I periodically receive emails from Sitemorse, despite trying to unsubscribe a couple of years ago. This one escaped my usual filters, and I noticed an interesting statistic about the number of accessible PDFs in the wild.
I’ve written about the four types of PDFs you get on the internet in general, and from experience with training people, I thought I had a pretty good idea of how many accessible PDFs would be available. However, Sitemorse have been running automated tests, and say that 74.8% of checked PDF’s failed accessibility from the FTSE 100.
75%? [Insert rude word here.] Maybe three quarters of of the PDFs were tagged, but I’m very skeptical that any examination of those 25% of PDFs would show a real attempt at creating accessible PDFs (i.e. with alternative texts and good structure).
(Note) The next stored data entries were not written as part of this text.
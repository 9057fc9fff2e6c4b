use chrono::{NaiveTime, Timelike};

pub const MINUTES_PER_DAY: u32 = 24 * 60;

#[derive(Debug, Clone, PartialEq, Eq, thiserror::Error)]
#[error("expected HH:MM, got {0:?}")]
pub struct InvalidTime(pub String);

/// Parses an `HH:MM` wall-clock string into minutes past midnight (0..=1439).
pub fn minutes_since_midnight(time: &str) -> Result<u32, InvalidTime> {
    let invalid = || InvalidTime(time.to_string());

    let (hours, minutes) = time.trim().split_once(':').ok_or_else(invalid)?;
    let hours = parse_component(hours).ok_or_else(invalid)?;
    let minutes = parse_component(minutes).ok_or_else(invalid)?;

    if hours > 23 || minutes > 59 {
        return Err(invalid());
    }
    Ok(hours * 60 + minutes)
}

// One or two ASCII digits; `u32::from_str` alone would accept a leading '+'.
fn parse_component(raw: &str) -> Option<u32> {
    if raw.is_empty() || raw.len() > 2 || !raw.bytes().all(|b| b.is_ascii_digit()) {
        return None;
    }
    raw.parse().ok()
}

pub fn parse_hhmm(time: &str) -> Result<NaiveTime, InvalidTime> {
    let minutes = minutes_since_midnight(time)?;
    NaiveTime::from_hms_opt(minutes / 60, minutes % 60, 0).ok_or_else(|| InvalidTime(time.into()))
}

pub fn minutes_of(time: NaiveTime) -> u32 {
    time.hour() * 60 + time.minute()
}

/// Minutes between two wall-clock offsets. An end at or before the start is
/// taken to fall on the next calendar day.
pub fn duration_minutes(start: u32, end: u32) -> u32 {
    if end <= start {
        end + MINUTES_PER_DAY - start
    } else {
        end - start
    }
}

/// Minutes to hours, rounded half-up to one decimal place.
pub fn round_hours(minutes: u32) -> f64 {
    // Integer tenths avoid binary float drift on values like 7.75.
    let tenths = (minutes * 10 + 30) / 60;
    f64::from(tenths) / 10.0
}

pub fn sleep_hours(start: NaiveTime, end: NaiveTime) -> f64 {
    round_hours(duration_minutes(minutes_of(start), minutes_of(end)))
}

/// Serde adapter that renders a `NaiveTime` as `HH:MM`.
pub mod hhmm {
    use chrono::NaiveTime;
    use serde::{Deserialize, Deserializer, Serializer};

    pub fn serialize<S>(time: &NaiveTime, serializer: S) -> Result<S::Ok, S::Error>
    where
        S: Serializer,
    {
        serializer.serialize_str(&time.format("%H:%M").to_string())
    }

    pub fn deserialize<'de, D>(deserializer: D) -> Result<NaiveTime, D::Error>
    where
        D: Deserializer<'de>,
    {
        let raw = String::deserialize(deserializer)?;
        super::parse_hhmm(&raw).map_err(serde::de::Error::custom)
    }
}
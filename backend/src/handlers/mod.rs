pub mod dashboard;
pub mod health;
pub mod logs;
pub mod telegram;
pub mod users;

use crate::error::AppError;

pub async fn not_found() -> AppError {
    AppError::NotFound
}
The report from Sitemorse was in PDF format, and included this little promotion:
SiteMorse now includes support for examining Adobe PDF files. We perform twenty eight (28) checks on PDF documents to ensure users do not experience problems such as broken links, or failing email addresses – we are also the first to test the accessibility compliance of PDF’s.
Now, I rarely check these things without being asked to, but I couldn’t resist. How does this PDF stack up? Because PDF is a mostly binary format, you need a tool to check ‘under the hood’, but with Acrobat Pro it’s quite easy to run a quick check. The results were actually worse than I expected:
The report showed:
- It’s not tagged, the most basic form of applying accessibility to PDFs.
- The security settings actively prevent accessibility.
- No images have alternative texts.
- The language is not set.
Now I would be the first to admit that accessifying PDFs can be real pain, and to do so you currently have to pay an Adobe tax, because no one else will create the tools (even though it’s a published format and anyone can).
However, I don’t understand why you would actively prevent accessibility?
The other main point is understanding what a 75% fail rate means. I’m guessing that the Sitemorse tool checks whether a PDF is tagged, and possibly whether images have alternative text. I’d be quite surprised if there were any other accessibility oriented checks, so it actually means 25% might be accessible.
Still, without knowing exactly what a tool checks, you can never know what the numbers mean.
Update – 22nd July ’07
The last Sitemorse newsletter I recieved did not include a PDF (too hard to do perhaps?), and now the notes on PDF include:
SiteMorse identifies PDF files which do not include these tags.
This pretty much confirms the observations on pass/fail rates above, if there were other checks I’m sure they would be boasted about.